Enhanced Mental Focus
Inverted rows require a great deal of mental focus on maintaining proper form and technique, making them an effective exercise for improving concentration and strengthening your mind-body connection.
Mistakes to Avoid During Inverted Row Exercise
If you want to reap the benefits of doing inverted rows, you need to ensure you are not making any mistakes.
Not Keeping Your Core Engaged
Keeping your core engaged during an inverted row is important, as it will help support your body and keep you in proper alignment. When performing the exercise, focus on feeling a contraction from your abs to maintain stability throughout the entire exercise.
Not Going Low Enough
When performing an inverted row, you want to make sure that you are going low enough to get a full range of motion. Make sure that your arms are straight before you start, and then slowly pull yourself until your elbows reach a 90-degree angle.
Not Using Proper Form
It is important to maintain proper form while performing an inverted row. Make sure that your back stays flat throughout the entire exercise and that your shoulders stay away from your ears. If you feel pain in your lower back, this could be a sign of improper form so make sure you stop and readjust accordingly.
Not Controlling Your Movement
The inverted row is an exercise that requires you to move slowly and with control. This is important because it will help prevent any injuries from occurring and ensure that you are getting the most benefit out of the exercise. Make sure you take your time performing each repetition and focus on keeping your body tight throughout the movement.

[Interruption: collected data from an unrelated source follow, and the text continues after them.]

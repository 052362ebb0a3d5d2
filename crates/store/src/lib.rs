#![doc = include_str!("../README.md")]

pub mod memory;
pub mod sqlite;

use std::future::Future;

use vigil_core::error::StoreError;
use vigil_core::types::{Job, JobFilter, JobId, ScanResult, StatusUpdate};

pub use memory::MemoryJobStore;
pub use sqlite::SqliteJobStore;

/// 스캔 작업과 결과의 저장 계약
///
/// 디스패처와 제출 서비스는 이 trait으로만 저장소에 접근합니다.
/// 테스트에서는 메모리 저장소나 장애 주입 래퍼로 교체할 수 있습니다.
///
/// # 일관성
///
/// - 기존 작업의 변경은 `update_status`뿐입니다. 호출자가 마지막으로 본
///   상태를 함께 전달하며, 저장된 상태가 다르면 [`StoreError::Conflict`]로 거부됩니다.
/// - 결과는 추가 순서대로 보관되며 부모 작업이 `Running`일 때만 추가할 수 있습니다.
/// - 작업을 삭제하면 결과도 함께 삭제됩니다.
pub trait JobStore: Send + Sync + 'static {
    /// 로그와 헬스 출력에 쓰는 백엔드 이름
    fn name(&self) -> &str;

    /// 새 작업을 저장합니다.
    ///
    /// # Errors
    ///
    /// - 같은 ID의 작업이 있으면 `StoreError::AlreadyExists`
    fn create_job(&self, job: &Job) -> impl Future<Output = Result<(), StoreError>> + Send;

    /// ID로 작업을 조회합니다.
    ///
    /// # Errors
    ///
    /// - 작업이 없으면 `StoreError::NotFound`
    fn get_job(&self, id: JobId) -> impl Future<Output = Result<Job, StoreError>> + Send;

    /// `filter`의 모든 조건을 만족하는 작업을 오래된 순서로 반환합니다.
    ///
    /// `filter.limit`이 있으면 정렬 후 앞에서부터 그 개수까지만 반환합니다.
    fn list_jobs(
        &self,
        filter: &JobFilter,
    ) -> impl Future<Output = Result<Vec<Job>, StoreError>> + Send;

    /// 상태 전이를 적용하고 저장된 작업을 반환합니다.
    ///
    /// # Errors
    ///
    /// - 작업이 없으면 `StoreError::NotFound`
    /// - 저장된 상태가 `update.expected`가 아니면 `StoreError::Conflict`
    fn update_status(
        &self,
        update: &StatusUpdate,
    ) -> impl Future<Output = Result<Job, StoreError>> + Send;

    /// 작업과 모든 결과를 삭제합니다.
    ///
    /// # Errors
    ///
    /// - 작업이 없으면 `StoreError::NotFound`
    fn delete_job(&self, id: JobId) -> impl Future<Output = Result<(), StoreError>> + Send;

    /// 부모 작업에 결과 하나를 추가합니다.
    ///
    /// # Errors
    ///
    /// - 부모 작업이 없으면 `StoreError::NotFound`
    /// - 부모 작업이 `Running`이 아니면 `StoreError::Conflict`
    /// - 같은 작업에 이미 있는 결과 ID면 `StoreError::DuplicateResult`
    fn append_result(
        &self,
        result: &ScanResult,
    ) -> impl Future<Output = Result<(), StoreError>> + Send;

    /// 작업의 결과를 추가 순서대로 반환합니다.
    ///
    /// # Errors
    ///
    /// - 작업이 없으면 `StoreError::NotFound`
    fn list_results(
        &self,
        job_id: JobId,
    ) -> impl Future<Output = Result<Vec<ScanResult>, StoreError>> + Send;

    /// 백엔드에 접근할 수 있는지 확인합니다.
    fn ping(&self) -> impl Future<Output = Result<(), StoreError>> + Send;
}

/// 모든 백엔드의 목록 순서: `created_at`, 같으면 ID
pub(crate) fn sort_jobs(jobs: &mut [Job]) {
    jobs.sort_by(|a, b| a.created_at.cmp(&b.created_at).then_with(|| a.id.cmp(&b.id)));
}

The inverted row is an excellent exercise to incorporate into a full-body or upper-body workout, particularly for those new to pull-ups who are unable to perform vertical pull-ups. It is essential to maintain strict form when performing an inverted row; anyone with questions about proper execution should consult a certified personal trainer or physical therapist. Once you have steadily built up your strength by engaging in inverted rows, you should get under the bar more often than before!